* Entries provided
● ● ● ● ●

//! Bulk export of compiled vocabularies.

use std::fs;
use std::path::{Path, PathBuf};

use crate::error::Result;
use crate::serializer::Format;
use crate::vocabulary::Vocabulary;

/// Writes each vocabulary to `<out_dir>/<name>.<ext>`, creating `out_dir`
/// if needed. Returns the written paths in input order.
///
/// # Errors
///
/// Returns [`Error::Io`](crate::Error::Io) if the directory cannot be
/// created or a file cannot be written, and
/// [`Error::Json`](crate::Error::Json) if JSON-LD rendering fails.
pub fn export_all(vocabularies: &[Vocabulary], out_dir: &Path, format: Format) -> Result<Vec<PathBuf>> {
    fs::create_dir_all(out_dir)?;
    let mut written = Vec::with_capacity(vocabularies.len());
    for vocabulary in vocabularies {
        let path = out_dir.join(format!("{}.{}", vocabulary.name(), format.extension()));
        vocabulary.write(format, &path)?;
        tracing::info!(vocabulary = vocabulary.name(), path = %path.display(), triples = vocabulary.graph().len(), "exported vocabulary");
        written.push(path);
    }
    Ok(written)
}

#[cfg(test)]
mod tests {
    use super::*;
    use crate::term::Concept;

    #[test]
    fn writes_one_file_per_vocabulary() {
        let dir = tempfile::tempdir().unwrap();
        let out = dir.path().join("nested/out");
        let vocabs = vec![
            Vocabulary::builder("Rocks")
                .base_url("https://example.org/")
                .term("granite", Concept::new().with("skos:prefLabel", "Granite"))
                .build()
                .unwrap(),
            Vocabulary::builder("Minerals")
                .base_url("https://example.org/")
                .build()
                .unwrap(),
        ];
        let paths = export_all(&vocabs, &out, Format::NTriples).unwrap();
        assert_eq!(paths, [out.join("rocks.nt"), out.join("minerals.nt")]);
        let text = fs::read_to_string(&paths[0]).unwrap();
        assert!(text.contains("<https://example.org/rocks#granite>"));
    }
}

● ● ● ● ●

* What is required
Write every line of the material above again, exactly.

* Task output
//! Bulk export of compiled vocabularies.

use std::fs;
use std::path::{Path, PathBuf};

use crate::error::Result;
use crate::serializer::Format;
use crate::vocabulary::Vocabulary;

/// Writes each vocabulary to `<out_dir>/<name>.<ext>`, creating `out_dir`
/// if needed. Returns the written paths in input order.
///
/// # Errors
///
/// Returns [`Error::Io`](crate::Error::Io) if the directory cannot be
/// created or a file cannot be written, and
/// [`Error::Json`](crate::Error::Json) if JSON-LD rendering fails.
pub fn export_all(vocabularies: &[Vocabulary], out_dir: &Path, format: Format) -> Result<Vec<PathBuf>> {
    fs::create_dir_all(out_dir)?;
    let mut written = Vec::with_capacity(vocabularies.len());
    for vocabulary in vocabularies {
        let path = out_dir.join(format!("{}.{}", vocabulary.name(), format.extension()));
        vocabulary.write(format, &path)?;
        tracing::info!(vocabulary = vocabulary.name(), path = %path.display(), triples = vocabulary.graph().len(), "exported vocabulary");
        written.push(path);
    }
    Ok(written)
}

#[cfg(test)]
mod tests {
    use super::*;
    use crate::term::Concept;

    #[test]
    fn writes_one_file_per_vocabulary() {
        let dir = tempfile::tempdir().unwrap();
        let out = dir.path().join("nested/out");
        let vocabs = vec![
            Vocabulary::builder("Rocks")
                .base_url("https://example.org/")
                .term("granite", Concept::new().with("skos:prefLabel", "Granite"))
                .build()
                .unwrap(),
            Vocabulary::builder("Minerals")
                .base_url("https://example.org/")
                .build()
                .unwrap(),
        ];
        let paths = export_all(&vocabs, &out, Format::NTriples).unwrap();
        assert_eq!(paths, [out.join("rocks.nt"), out.join("minerals.nt")]);
        let text = fs::read_to_string(&paths[0]).unwrap();
        assert!(text.contains("<https://example.org/rocks#granite>"));
    }
}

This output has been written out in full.